▶ **TASK STATEMENT**
Pick each line containing "Classic" out of the records.
━━━━━━━━━━
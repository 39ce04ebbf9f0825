//! Classic Bluetooth SPP (RFCOMM) connection manager
//!
//! The Classic variant has no service discovery: inquiry, match the target
//! address, cancel the inquiry, open an RFCOMM channel. The primary channel is
//! tried first, then the fallback channel, then the whole sequence starts over
//! through the backoff.

use std::sync::Arc;
use std::time::{Duration, Instant};

use log::{debug, info, warn};

use crate::backoff::{FailureBackoff, FailureSignature};
use crate::config::LinkConfig;
use crate::types::BdAddr;
use crate::{AtomicConnectionState, ConnectionState, Link, LinkError, LinkListener, StateTracker};

pub trait SppTransport {
    fn start_inquiry(&mut self, duration: Duration) -> Result<(), LinkError>;
    fn cancel_inquiry(&mut self) -> Result<(), LinkError>;
    fn connect(&mut self, addr: BdAddr, channel: u8) -> Result<(), LinkError>;
    fn disconnect(&mut self, handle: u32) -> Result<(), LinkError>;
    fn write(&mut self, handle: u32, data: &[u8]) -> Result<(), LinkError>;
}

#[derive(Debug, Clone, PartialEq, Eq)]
pub enum SppEvent {
    InquiryStarted { ok: bool },
    DeviceFound { addr: BdAddr },
    /// Inquiry cancelled or its duration elapsed
    InquiryStopped,
    Opened { handle: u32 },
    OpenFailed { status: i32 },
    Data { handle: u32, data: Vec<u8> },
    WriteFailed { status: i32 },
    Closed { handle: u32, reason: i32 },
}

#[derive(Debug, Clone, Copy, PartialEq, Eq)]
enum SppLink {
    Closed,
    Opening { channel: u8 },
    Open(u32),
}

pub struct SppConnectionManager<T: SppTransport> {
    transport: T,
    config: LinkConfig,
    listener: Arc<dyn LinkListener>,
    state: StateTracker,
    link: SppLink,
    backoff: FailureBackoff,
    rescan_at: Option<Instant>,
}

impl<T: SppTransport> SppConnectionManager<T> {
    pub fn new(
        transport: T,
        config: LinkConfig,
        listener: Arc<dyn LinkListener>,
        shared_state: Arc<AtomicConnectionState>,
        now: Instant,
    ) -> Self {
        let backoff = FailureBackoff::new(
            Duration::from_millis(config.failure_window_ms),
            Duration::from_millis(config.backoff_base_ms),
            Duration::from_millis(config.backoff_max_ms),
        );
        Self {
            transport,
            config,
            listener,
            state: StateTracker::new(shared_state, now),
            link: SppLink::Closed,
            backoff,
            rescan_at: None,
        }
    }

    pub fn transport(&self) -> &T {
        &self.transport
    }

    pub fn transport_mut(&mut self) -> &mut T {
        &mut self.transport
    }

    fn target(&self) -> BdAddr {
        self.config.target
    }

    fn close_link(&mut self) {
        if let SppLink::Open(handle) = self.link {
            if let Err(e) = self.transport.disconnect(handle) {
                warn!("Failed to close SPP link: {e}");
            }
        }
        self.link = SppLink::Closed;
    }

    fn teardown(&mut self, now: Instant) {
        self.link = SppLink::Closed;
        self.state.set(ConnectionState::Disconnected, now);
        self.listener.on_link_lost();
    }

    fn fail(&mut self, signature: FailureSignature, now: Instant) {
        let delay = self.backoff.record(signature, now);
        self.teardown(now);
        self.rescan_at = Some(now + delay);
        if delay.is_zero() {
            self.start_discovery(now);
        }
    }

    fn open_channel(&mut self, channel: u8, now: Instant) {
        let target = self.target();
        info!("🔌 Opening RFCOMM channel {channel} to {target}");
        self.link = SppLink::Opening { channel };
        self.state.set(ConnectionState::Connecting, now);
        if let Err(e) = self.transport.connect(target, channel) {
            warn!("❌ SPP connect request failed: {e}");
            let status = match e {
                LinkError::Transport { code } => code,
                _ => -1,
            };
            self.on_open_failed(status, now);
        }
    }

    fn on_open_failed(&mut self, status: i32, now: Instant) {
        let SppLink::Opening { channel } = self.link else {
            return;
        };
        let fallback = self.config.rfcomm_fallback_channel;
        if channel != fallback {
            warn!("RFCOMM channel {channel} failed (status {status}), trying channel {fallback}");
            self.open_channel(fallback, now);
        } else {
            warn!("❌ RFCOMM connection to {} failed (status {status})", self.target());
            self.link = SppLink::Closed;
            self.fail(FailureSignature::ConnectFailed { status }, now);
        }
    }
}

impl<T: SppTransport> Link for SppConnectionManager<T> {
    type Event = SppEvent;

    fn handle_event(&mut self, event: SppEvent, now: Instant) {
        match event {
            SppEvent::InquiryStarted { ok } => {
                if !ok && self.state.get() == ConnectionState::Scanning {
                    warn!("❌ Inquiry failed to start");
                    self.state.set(ConnectionState::Idle, now);
                    self.rescan_at = Some(now + self.config.rescan_delay());
                }
            }
            SppEvent::DeviceFound { addr } => {
                if addr != self.target() {
                    return;
                }
                if self.state.get() != ConnectionState::Scanning || self.link != SppLink::Closed {
                    debug!("Ignoring inquiry result from {addr}, attempt already in flight");
                    return;
                }
                info!("🎯 Found target {addr}, cancelling inquiry");
                self.state.set(ConnectionState::Pending, now);
                if let Err(e) = self.transport.cancel_inquiry() {
                    warn!("Failed to cancel inquiry: {e}");
                    self.state.set(ConnectionState::Idle, now);
                    self.rescan_at = Some(now + self.config.rescan_delay());
                }
            }
            SppEvent::InquiryStopped => match self.state.get() {
                ConnectionState::Pending => {
                    self.open_channel(self.config.rfcomm_primary_channel, now);
                }
                ConnectionState::Scanning => {
                    info!("Inquiry ended without finding {}", self.target());
                    self.state.set(ConnectionState::Idle, now);
                    self.rescan_at = Some(now + self.config.rescan_delay());
                }
                state => debug!("Inquiry stopped in state {state:?}"),
            },
            SppEvent::Opened { handle } => {
                if !matches!(self.link, SppLink::Opening { .. }) {
                    warn!("Unexpected SPP connection {handle}, closing it");
                    if let Err(e) = self.transport.disconnect(handle) {
                        warn!("Failed to close unexpected connection: {e}");
                    }
                    return;
                }
                self.link = SppLink::Open(handle);
                self.state.set(ConnectionState::Ready, now);
                info!("✅ SPP link ready to {} (handle {handle})", self.target());
                self.listener.on_link_ready(true);
            }
            SppEvent::OpenFailed { status } => self.on_open_failed(status, now),
            SppEvent::Data { handle, data } => {
                if self.link == SppLink::Open(handle) {
                    debug!("⬇️ {} bytes: {:?}", data.len(), String::from_utf8_lossy(&data));
                    self.listener.on_bytes(&data);
                }
            }
            SppEvent::WriteFailed { status } => warn!("❌ SPP write failed (status {status})"),
            SppEvent::Closed { handle, reason } => {
                if self.link != SppLink::Open(handle) {
                    debug!("Ignoring close of stale SPP handle {handle}");
                    return;
                }
                warn!("🔴 SPP link to {} closed (reason {reason})", self.target());
                self.link = SppLink::Closed;
                self.fail(FailureSignature::Disconnected { reason }, now);
            }
        }
    }

    fn poll(&mut self, now: Instant) {
        if self.rescan_at.is_some_and(|at| now >= at) && self.state.get().is_idle() {
            self.start_discovery(now);
        }
    }

    fn state(&self) -> ConnectionState {
        self.state.get()
    }

    fn state_since(&self) -> Instant {
        self.state.since()
    }

    fn start_discovery(&mut self, now: Instant) {
        let state = self.state.get();
        if !state.is_idle() {
            debug!("Inquiry not started, state is {state:?}");
            return;
        }
        if self.rescan_at.is_some_and(|at| at > now) {
            return;
        }
        self.rescan_at = None;
        info!("🔍 Inquiry for {} ({}s)", self.target(), self.config.scan_duration_secs);
        match self.transport.start_inquiry(self.config.scan_duration()) {
            Ok(()) => self.state.set(ConnectionState::Scanning, now),
            Err(e) => {
                warn!("❌ Failed to start inquiry: {e}");
                self.rescan_at = Some(now + self.config.rescan_delay());
            }
        }
    }

    fn stop_scan(&mut self, now: Instant) {
        if self.state.get() != ConnectionState::Scanning {
            return;
        }
        if let Err(e) = self.transport.cancel_inquiry() {
            warn!("Failed to cancel inquiry: {e}");
            self.state.set(ConnectionState::Idle, now);
            self.rescan_at = Some(now + self.config.rescan_delay());
        }
    }

    fn disconnect(&mut self, now: Instant) {
        let state = self.state.get();
        if state.is_idle() && self.link == SppLink::Closed {
            return;
        }
        info!("Disconnecting SPP link (state {state:?})");
        if matches!(state, ConnectionState::Scanning | ConnectionState::Pending) {
            if let Err(e) = self.transport.cancel_inquiry() {
                debug!("Failed to cancel inquiry: {e}");
            }
        }
        self.close_link();
        self.teardown(now);
        self.rescan_at = Some(now);
    }

    fn hard_reset(&mut self, now: Instant) {
        warn!("♻️ Hard reset of SPP connection state");
        if matches!(
            self.state.get(),
            ConnectionState::Scanning | ConnectionState::Pending
        ) {
            if let Err(e) = self.transport.cancel_inquiry() {
                debug!("Failed to cancel inquiry: {e}");
            }
        }
        self.close_link();
        self.backoff.reset();
        self.teardown(now);
        self.state.set(ConnectionState::Idle, now);
        self.rescan_at = None;
        self.start_discovery(now);
    }

    fn write(&mut self, data: &[u8]) -> Result<(), LinkError> {
        match self.link {
            SppLink::Open(handle) if self.state.get() == ConnectionState::Ready => {
                self.transport.write(handle, data)
            }
            _ => Err(LinkError::NotReady),
        }
    }
}

#[cfg(test)]
mod tests {
    use super::*;
    use crate::testing::{Call, Heard, RecordingListener, RecordingTransport};

    fn manager() -> (
        SppConnectionManager<RecordingTransport>,
        Arc<RecordingListener>,
        Instant,
    ) {
        let listener = Arc::new(RecordingListener::default());
        let now = Instant::now();
        let config = LinkConfig {
            target: BdAddr([0x01, 0x23, 0x45, 0x67, 0x89, 0xBA]),
            ..LinkConfig::default()
        };
        let shared = Arc::new(AtomicConnectionState::new(ConnectionState::Idle));
        let m = SppConnectionManager::new(
            RecordingTransport::default(),
            config,
            listener.clone(),
            shared,
            now,
        );
        (m, listener, now)
    }

    fn found(m: &mut SppConnectionManager<RecordingTransport>, now: Instant) {
        let addr = m.target();
        m.handle_event(SppEvent::DeviceFound { addr }, now);
    }

    #[test]
    fn test_connect_after_inquiry_cancelled() {
        let (mut m, listener, now) = manager();
        m.start_discovery(now);
        assert_eq!(m.state(), ConnectionState::Scanning);
        found(&mut m, now);
        found(&mut m, now);
        assert_eq!(m.transport().count(&Call::CancelInquiry), 1);
        assert!(!m.transport().calls.iter().any(|c| matches!(c, Call::Connect(..))));

        m.handle_event(SppEvent::InquiryStopped, now);
        assert_eq!(m.transport().calls.last(), Some(&Call::Connect(m.target(), 2)));
        m.handle_event(SppEvent::Opened { handle: 0x81 }, now);
        assert_eq!(m.state(), ConnectionState::Ready);
        assert_eq!(listener.heard(), vec![Heard::Ready { writable: true }]);

        assert_eq!(m.write(b"ATZ\r"), Ok(()));
        assert_eq!(m.transport().calls.last(), Some(&Call::Write(0x81, b"ATZ\r".to_vec())));
    }

    #[test]
    fn test_fallback_channel_then_rescan() {
        let (mut m, _, now) = manager();
        m.start_discovery(now);
        found(&mut m, now);
        m.handle_event(SppEvent::InquiryStopped, now);
        m.handle_event(SppEvent::OpenFailed { status: 1 }, now);
        assert_eq!(m.transport().calls.last(), Some(&Call::Connect(m.target(), 1)));
        assert_eq!(m.state(), ConnectionState::Connecting);

        m.handle_event(SppEvent::OpenFailed { status: 1 }, now);
        // Both channels failed: the inquiry starts over
        assert_eq!(m.state(), ConnectionState::Scanning);
        assert_eq!(m.transport().count(&Call::StartInquiry), 2);
    }

    #[test]
    fn test_data_forwarded_and_close_handled() {
        let (mut m, listener, now) = manager();
        m.start_discovery(now);
        found(&mut m, now);
        m.handle_event(SppEvent::InquiryStopped, now);
        m.handle_event(SppEvent::Opened { handle: 7 }, now);
        m.handle_event(
            SppEvent::Data {
                handle: 7,
                data: b"41 0D 3C\r".to_vec(),
            },
            now,
        );
        m.handle_event(SppEvent::Closed { handle: 7, reason: 0 }, now);
        assert_eq!(
            listener.heard(),
            vec![
                Heard::Ready { writable: true },
                Heard::Bytes(b"41 0D 3C\r".to_vec()),
                Heard::Lost
            ]
        );
        assert_eq!(m.write(b"0100\r"), Err(LinkError::NotReady));
        m.handle_event(SppEvent::Closed { handle: 7, reason: 0 }, now);
        assert_eq!(listener.heard().len(), 3);
    }

    #[test]
    fn test_fruitless_inquiry_waits_before_rescan() {
        let (mut m, _, now) = manager();
        m.start_discovery(now);
        m.handle_event(SppEvent::InquiryStopped, now);
        assert_eq!(m.state(), ConnectionState::Idle);
        m.poll(now + Duration::from_secs(4));
        assert_eq!(m.state(), ConnectionState::Idle);
        m.poll(now + Duration::from_secs(5));
        assert_eq!(m.state(), ConnectionState::Scanning);
    }
}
━━━━━━━━━━
▶ **WRITTEN RESPONSE**
//! Classic Bluetooth SPP (RFCOMM) connection manager
//! The Classic variant has no service discovery: inquiry, match the target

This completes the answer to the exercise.